Stored dataset items
use serde::Serialize;
use std::fmt;
use std::sync::Mutex;

/// Stages a collection run moves through.
#[derive(Debug, Clone, Copy, PartialEq, Eq, Serialize)]
pub enum PipelineState {
    ValidatingInput,
    Authenticating,
    FetchingCompany,
    ListingCollaborators,
    ProcessingCollaborators { index: usize, total: usize },
    Aggregating,
    Done,
    Failed,
}

impl fmt::Display for PipelineState {
    fn fmt(&self, f: &mut fmt::Formatter<'_>) -> fmt::Result {
        match self {
            Self::ValidatingInput => f.write_str("validating input"),
            Self::Authenticating => f.write_str("authenticating"),
            Self::FetchingCompany => f.write_str("fetching company"),
            Self::ListingCollaborators => f.write_str("listing collaborators"),
            Self::ProcessingCollaborators { index, total } => {
                write!(f, "processing collaborator {}/{total}", index + 1)
            }
            Self::Aggregating => f.write_str("aggregating"),
            Self::Done => f.write_str("done"),
            Self::Failed => f.write_str("failed"),
        }
    }
}

#[derive(Debug, Clone, PartialEq, Serialize)]
pub struct ProgressUpdate {
    pub state: PipelineState,
    /// Between 0.0 and 1.0, never decreasing within a run.
    pub fraction: f64,
    pub message: String,
}

/// Receives progress notifications from a running pipeline.
pub trait ProgressSink: Send + Sync {
    fn on_progress(&self, update: &ProgressUpdate);
}

/// Discards every update.
pub struct NoProgress;

impl ProgressSink for NoProgress {
    fn on_progress(&self, _update: &ProgressUpdate) {}
}

// Share of the bar reserved for each broad phase.
pub(super) const AUTH_END: f64 = 0.10;
pub(super) const LISTING_END: f64 = 0.30;
pub(super) const PROCESSING_END: f64 = 0.90;

/// Clamps reported fractions so the sequence a sink sees is monotonic.
pub(super) struct ProgressTracker<'a> {
    sink: &'a dyn ProgressSink,
    reached: Mutex<f64>,
}

impl<'a> ProgressTracker<'a> {
    pub(super) fn new(sink: &'a dyn ProgressSink) -> Self {
        Self {
            sink,
            reached: Mutex::new(0.0),
        }
    }

    pub(super) fn report(&self, state: PipelineState, fraction: f64, message: impl Into<String>) {
        let fraction = {
            let mut reached = self
                .reached
                .lock()
                .unwrap_or_else(std::sync::PoisonError::into_inner);
            *reached = reached.max(fraction.clamp(0.0, 1.0));
            *reached
        };

        self.sink.on_progress(&ProgressUpdate {
            state,
            fraction,
            message: message.into(),
        });
    }

    pub(super) fn fail(&self, message: impl Into<String>) {
        self.report(PipelineState::Failed, 0.0, message);
    }
}

#[cfg(test)]
pub(crate) mod recording {
    use super::*;

    /// Sink that keeps every update, for assertions.
    #[derive(Default)]
    pub struct RecordingSink {
        pub updates: Mutex<Vec<ProgressUpdate>>,
    }

    impl RecordingSink {
        pub fn snapshot(&self) -> Vec<ProgressUpdate> {
            self.updates.lock().unwrap().clone()
        }
    }

    impl ProgressSink for RecordingSink {
        fn on_progress(&self, update: &ProgressUpdate) {
            self.updates.lock().unwrap().push(update.clone());
        }
    }
}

> [TASK]: If the string "ProgressTracker" appears in a line of the entries, report the line.

> [ANSWER]:
pub(super) struct ProgressTracker<'a> {
impl<'a> ProgressTracker<'a> {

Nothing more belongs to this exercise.